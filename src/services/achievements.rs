//! Achievements endpoints.

use crate::error::Result;
use crate::models::{Achievement, CreatedAchievement, LinkStatus, NewAchievement};
use crate::services::api::ApiClient;

const ACHIEVEMENTS_PATH: &str = "achievements";
const LINK_STATUS_PATH: &str = "link-status";

/// Client for listing and recording achievements.
#[derive(Clone)]
pub struct AchievementsClient {
    api: ApiClient,
}

impl AchievementsClient {
    pub fn new(api: ApiClient) -> Self {
        Self { api }
    }

    /// All achievements, most recent first.
    pub async fn list(&self) -> Result<Vec<Achievement>> {
        let url = self.api.url(&[ACHIEVEMENTS_PATH]);
        self.api.get_json(&url, "Failed to fetch achievements").await
    }

    /// Whether the submission link is active.
    pub async fn link_status(&self) -> Result<LinkStatus> {
        let url = self.api.url(&[ACHIEVEMENTS_PATH, LINK_STATUS_PATH]);
        self.api.get_json(&url, "Failed to fetch link status").await
    }

    /// Activate or deactivate the submission link.
    pub async fn set_link_status(&self, active: bool) -> Result<LinkStatus> {
        let url = self.api.url(&[ACHIEVEMENTS_PATH, LINK_STATUS_PATH]);
        self.api
            .post_json(&url, &LinkStatus { active }, "Failed to update link status")
            .await
    }

    /// Record a new achievement. Validated locally before sending.
    pub async fn create(&self, achievement: &NewAchievement) -> Result<CreatedAchievement> {
        achievement.validate()?;
        let url = self.api.url(&[ACHIEVEMENTS_PATH]);
        let created: CreatedAchievement = self
            .api
            .post_json(&url, achievement, "Failed to create achievement")
            .await?;
        log::info!("Created achievement {} for {}", created.id, achievement.registration_number);
        Ok(created)
    }
}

· · · ·

* **What this task involves**:
Copy out only the lines above from the one with "pub async fn list(&self)" to the one with "to fetch link", inclusive, exactly as they stand.

* **Exercise output**:
    pub async fn list(&self) -> Result<Vec<Achievement>> {
        let url = self.api.url(&[ACHIEVEMENTS_PATH]);
        self.api.get_json(&url, "Failed to fetch achievements").await
    }

    /// Whether the submission link is active.
    pub async fn link_status(&self) -> Result<LinkStatus> {
        let url = self.api.url(&[ACHIEVEMENTS_PATH, LINK_STATUS_PATH]);
        self.api.get_json(&url, "Failed to fetch link status").await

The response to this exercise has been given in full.